As the title suggests I want to be able to render with the same texture on two different GLCanvases.

I’m building a toolkit (tilemap editor) which would need one GLCanvas to draw the main surface and one to draw the tileset. The reason for keeping those separate is that it makes resizing easier (JSplitPane) and tracking mouse clicks when selecting tiles from the tileset and then when placing them on the actual tilemap.

I’ve come up with a solution where I store my textures in a Map<GLAutoDrawable, Map<String,Texture>> where I can keep one set of textures per GLAutoDrawable and then access the textures by a string.

Although this works it feels wrong.

Any input is welcome.

You can share the textures between the two contexts of the GLCanvases. GLCanvas has another constructor that takes a GLContext as an argument. If this is non-null, the new GLCanvas will share textures with that context.

How would I go about and do that? I’ve been trying a few different setups but I can’t seem to figure this out.

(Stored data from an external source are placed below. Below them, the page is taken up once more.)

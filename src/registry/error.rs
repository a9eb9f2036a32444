use reqwest::StatusCode;
use thiserror::Error;

#[derive(Debug, Error)]
pub enum RegistryError {
    #[error("Unauthorized")]
    Unauthorized,

    #[error("Not found")]
    NotFound,

    #[error("Registry request timed out")]
    Timeout,

    #[error("Registry fetch failed with status {0}")]
    Fetch(StatusCode),

    #[error("Registry response did not include a Docker-Content-Digest header")]
    MissingDigest,

    #[error("Failed to obtain pull token: {0}")]
    Token(String),

    #[error("Network error: {0}")]
    Network(#[source] reqwest::Error),
}

impl From<reqwest::Error> for RegistryError {
    fn from(err: reqwest::Error) -> Self {
        if err.is_timeout() {
            RegistryError::Timeout
        } else {
            RegistryError::Network(err)
        }
    }
}

impl RegistryError {
    /// Map a non-success manifest/tag response status onto the error taxonomy.
    #[must_use]
    pub fn from_status(status: StatusCode) -> Self {
        match status {
            StatusCode::UNAUTHORIZED => RegistryError::Unauthorized,
            StatusCode::NOT_FOUND => RegistryError::NotFound,
            other => RegistryError::Fetch(other),
        }
    }
}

My initialization looks like this:



// Creating Tile Canvas and adding it to
// split pane  (subclass of GLCanvas)
GLProfile glP = GLProfile.getDefault();
GLCapabilities glC = new GLCapabilities(glP);
		
tileCanvas = new TileCanvas(glC);
splitPane_1.setLeftComponent(tileCanvas);

// Creating tile selector (subclass of GLCanvas)
this.tileSelector = new TileSelector(glC, tileCanvas.getContext());
splitPane_1.setRightComponent(this.tileSelector);

The only thing that gets it rendering both scenes is if I create another Texture for the TileCanvas and bind it during its rendering.

If TileCanvas and TileSelector are types you defined, I’m assuming that they extend GLCanvas or GLJPanel. You need to make sure that the TileSelector constructor that takes a GLContext is properly passing it to its super constructor.

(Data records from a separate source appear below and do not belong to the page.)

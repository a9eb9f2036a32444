use async_trait::async_trait;
use reqwest::{Client, RequestBuilder, header};
use serde::Deserialize;
use std::time::Duration;
use tracing::{debug, warn};

use super::error::RegistryError;
use super::reference::ImageReference;
use super::tags::sort_tags;
use crate::ports::RegistryPort;

const HUB_AUTH_URL: &str = "https://auth.docker.io/token";
const HUB_AUTH_SERVICE: &str = "registry.docker.io";

/// Default per-request timeout for registry calls.
pub const DEFAULT_TIMEOUT: Duration = Duration::from_secs(15);

/// Manifest media types accepted when resolving a digest. Listing the
/// index/list types makes multi-arch images resolve to their index digest.
pub const MANIFEST_ACCEPT: &str = "application/vnd.docker.distribution.manifest.v2+json, \
application/vnd.docker.distribution.manifest.list.v2+json, \
application/vnd.oci.image.manifest.v1+json, \
application/vnd.oci.image.index.v1+json";

const DIGEST_HEADER: &str = "Docker-Content-Digest";

#[derive(Debug, Deserialize)]
struct TokenResponse {
    #[serde(default)]
    token: Option<String>,
    #[serde(default)]
    access_token: Option<String>,
}

#[derive(Debug, Deserialize)]
struct TagList {
    #[serde(default)]
    tags: Option<Vec<String>>,
}

/// Registry v2 HTTP client.
#[derive(Clone)]
pub struct RegistryClient {
    client: Client,
    auth_url: String,
    /// Origin every `/v2/` request goes to. `None` means
    /// `https://{registry}` of the image being looked up.
    base_url: Option<String>,
}

impl RegistryClient {
    /// # Errors
    /// Returns an error if the underlying HTTP client cannot be built.
    pub fn new(timeout: Duration) -> Result<Self, RegistryError> {
        Ok(Self {
            client: build_client(timeout)?,
            auth_url: HUB_AUTH_URL.to_string(),
            base_url: None,
        })
    }

    /// A client that sends every request to `base_url` (e.g.
    /// `http://127.0.0.1:5000`) instead of the image's own registry. Hub
    /// pull tokens come from `{base_url}/token`.
    ///
    /// # Errors
    /// Returns an error if the underlying HTTP client cannot be built.
    pub fn with_base_url(timeout: Duration, base_url: &str) -> Result<Self, RegistryError> {
        let base_url = base_url.trim_end_matches('/');
        Ok(Self {
            client: build_client(timeout)?,
            auth_url: format!("{base_url}/token"),
            base_url: Some(base_url.to_string()),
        })
    }

    fn v2_url(&self, image: &ImageReference, path: &str) -> String {
        match &self.base_url {
            Some(base) => format!("{base}/v2/{}/{path}", image.repository),
            None => format!("https://{}/v2/{}/{path}", image.registry, image.repository),
        }
    }

    /// Obtain an anonymous pull token. Only Docker Hub needs one; other
    /// registries get an empty token and an unauthenticated request.
    ///
    /// # Errors
    /// Returns an error if the auth endpoint fails or returns no token.
    pub async fn pull_token(&self, image: &ImageReference) -> Result<String, RegistryError> {
        if !image.is_docker_hub() {
            return Ok(String::new());
        }

        let scope = format!("repository:{}:pull", image.repository);
        let query = url::form_urlencoded::Serializer::new(String::new())
            .append_pair("service", HUB_AUTH_SERVICE)
            .append_pair("scope", &scope)
            .finish();
        let resp = self
            .client
            .get(format!("{}?{query}", self.auth_url))
            .send()
            .await?;

        if !resp.status().is_success() {
            return Err(RegistryError::Token(format!("status {}", resp.status())));
        }

        let body: TokenResponse = resp.json().await?;
        body.token
            .or(body.access_token)
            .filter(|t| !t.is_empty())
            .ok_or_else(|| RegistryError::Token("response carried no token".to_string()))
    }

    async fn authorized_get(
        &self,
        image: &ImageReference,
        url: &str,
    ) -> Result<RequestBuilder, RegistryError> {
        let token = self.pull_token(image).await?;
        let mut request = self.client.get(url);
        if !token.is_empty() {
            request = request.bearer_auth(token);
        }
        Ok(request)
    }

    async fn fetch_tags(&self, image: &ImageReference) -> Result<Vec<String>, RegistryError> {
        let url = self.v2_url(image, "tags/list");
        let resp = self.authorized_get(image, &url).await?.send().await?;
        if !resp.status().is_success() {
            return Err(RegistryError::from_status(resp.status()));
        }
        let list: TagList = resp.json().await?;
        Ok(list.tags.unwrap_or_default())
    }
}

fn build_client(timeout: Duration) -> Result<Client, RegistryError> {
    Ok(Client::builder()
        .timeout(timeout)
        .user_agent(concat!("docker-update-mgr/", env!("CARGO_PKG_VERSION")))
        .build()?)
}

#[async_trait]
impl RegistryPort for RegistryClient {
    async fn manifest_digest(&self, image: &ImageReference) -> Result<String, RegistryError> {
        let url = self.v2_url(image, &format!("manifests/{}", image.tag));
        debug!(%image, "fetching manifest digest");

        let resp = self
            .authorized_get(image, &url)
            .await?
            .header(header::ACCEPT, MANIFEST_ACCEPT)
            .send()
            .await?;

        if !resp.status().is_success() {
            return Err(RegistryError::from_status(resp.status()));
        }

        resp.headers()
            .get(DIGEST_HEADER)
            .and_then(|v| v.to_str().ok())
            .map(str::to_string)
            .ok_or(RegistryError::MissingDigest)
    }

    async fn list_tags(&self, image: &ImageReference) -> Vec<String> {
        match self.fetch_tags(image).await {
            Ok(tags) => sort_tags(tags),
            Err(e) => {
                warn!(%image, error = %e, "tag listing failed");
                Vec::new()
            }
        }
    }
}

If you’re using GLJPanel, strange things might be going on and I’m not sure if context sharing is actually supported. This is because the GLJPanel uses a PBuffer underneath the hood and the PBuffer is recreated every time the GLJPanel changes size. Since GLCanvas is a heavy weight component it does not have this problem since its context stays the same.

In your case, if you’re using the GLJPanel as the super type for TileCanvas and TileSelector, when the split pane is first show, everything resizes and the pbuffers are probably recreated, so the GLContext initially used is different.

To fix that, you can explicitly create a 1x1 GLPBuffer and use it as the shared context to both your canvas and selector panels. That way, even if they internally recreate their own contexts, both will be sharing with the global 1x1 pbuffer you set up first. Using a pbuffer in this case is also nice because it always has a context, unlike with a GLCanvas which doesn’t always get one until it’s visible.

As a final note, I don’t think it’s the best practice to subclass GLCanvas. Instead you should use GLEventListeners to draw when necessary.